Damastor : "On peut se mettre là?" Hector : "Euh, oui."

Trois personnes s'installent à sa table, deux garçons d'une quinzaine d'année et une fille de l'âge de Hector. Leurs assiettes et leurs couverts apparaissent devant eux.

Damastor : "Je m'appelle Damastor, ma sœur Euryclée rentre en 4ème. Je suppose que toi aussi?"

Hector : "Euh, oui. "

Dolios : "Et moi, c'est Dolios"

Dolios et Damastor sont évidement jumeaux. Ils ont tous les deux la peau de la même couleur café au lait, les cheveux crépus et les yeux noirs. Ils font la même taille. La seule différence entre eux semble être les motifs brodés sur leurs chapeaux. Damastor a un dessin représentant une poignée de main, et Dolios arbore une étoile à 7 branches. Ceci mis à part, ils sont vêtus de la même façon, robe noire et chapeaux pointus. Euryclée porte également une robe noire, mais elle n'a pas de chapeau.
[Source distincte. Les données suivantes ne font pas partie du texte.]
//! Pre-seed data for initial database setup.
//!
//! Runs after schema sync to insert the lookup rows the rest of the schema
//! points at: chain types, contribution statuses, DAO membership statuses,
//! attestation confidences and activity types. Uses INSERT OR IGNORE on the
//! unique `name` column so re-runs are idempotent (existing rows are preserved).

use sqlx::SqlitePool;
use tracing::{debug, info, warn};

use crate::graphql::orm::format_timestamp;

/// Result of running seed operations.
#[derive(Debug, Default)]
pub struct SeedResult {
    pub tables_seeded: Vec<String>,
    pub errors: Vec<String>,
}

pub const CHAIN_TYPES: &[&str] = &["ethereum_mainnet", "ethereum_goerli", "gnosis"];

/// Lifecycle of a contribution: drafted, submitted for minting, minted on chain.
pub const CONTRIBUTION_STATUSES: &[&str] = &["staging", "pending", "minted"];

pub const MEMBERSHIP_STATUSES: &[&str] = &["Recruit", "Member", "Admin"];

pub const ATTESTATION_CONFIDENCES: &[&str] = &["0", "1", "2"];

pub const ACTIVITY_TYPES: &[&str] = &[
    "Pull Request",
    "Documentation",
    "Design",
    "Note Taking",
    "Community Management",
    "Other",
];

/// Insert every name into a lookup table that has a unique `name` column.
async fn seed_names(pool: &SqlitePool, table: &str, names: &[&str]) -> Result<u64, sqlx::Error> {
    let now = format_timestamp(&chrono::Utc::now());
    let sql = format!(
        "INSERT OR IGNORE INTO {} (name, created_at, updated_at) VALUES (?, ?, ?)",
        table
    );

    let mut inserted = 0;
    for name in names {
        let r = sqlx::query(&sql)
            .bind(*name)
            .bind(&now)
            .bind(&now)
            .execute(pool)
            .await?;
        inserted += r.rows_affected();
    }
    Ok(inserted)
}

/// Run all seed routines. Safe to call multiple times (uses INSERT OR IGNORE).
pub async fn run_seeds(pool: &SqlitePool) -> SeedResult {
    let mut result = SeedResult::default();

    for (table, count) in [
        ("chain_type", seed_names(pool, "chain_type", CHAIN_TYPES).await),
        (
            "contribution_status",
            seed_names(pool, "contribution_status", CONTRIBUTION_STATUSES).await,
        ),
        (
            "guild_membership_status",
            seed_names(pool, "guild_membership_status", MEMBERSHIP_STATUSES).await,
        ),
        (
            "attestation_confidence",
            seed_names(pool, "attestation_confidence", ATTESTATION_CONFIDENCES).await,
        ),
        (
            "activity_type",
            seed_names(pool, "activity_type", ACTIVITY_TYPES).await,
        ),
    ] {
        match count {
            Ok(n) => {
                if n > 0 {
                    debug!(table = table, count = n, "Seeded table");
                    result.tables_seeded.push(format!("{} ({} rows)", table, n));
                }
            }
            Err(e) => {
                let msg = format!("Seed {}: {}", table, e);
                warn!("{}", msg);
                result.errors.push(msg);
            }
        }
    }

    if !result.tables_seeded.is_empty() {
        info!(tables = ?result.tables_seeded, "Pre-seed data applied");
    }

    result
}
Damastor prend sa fourchette, et la fait tournoyer autour de ses doigts dans un mouvement adroit, fluide et gracieux.

Damastor : "Je vous souhaite un agréable repas. Tu viens d'une famille moldue?" Hector : "Euh, oui."

Damastor : "C'est tes vêtements, on voit tout de suite que ce sont des vêtements moldus. Tu devrais te changer. Tu n'as pas de robe?"

Hector : "Euh, oui."

Dolios : "Ça ne marche pas, il fallait répondre soit "non" soit "si". On t'intimide tant que ça? J'imagine que c'est stressant d'arriver à Sortnettes, surtout si tu viens d'une famille moldue, mais ne t'inquiète pas, on ne va pas te manger."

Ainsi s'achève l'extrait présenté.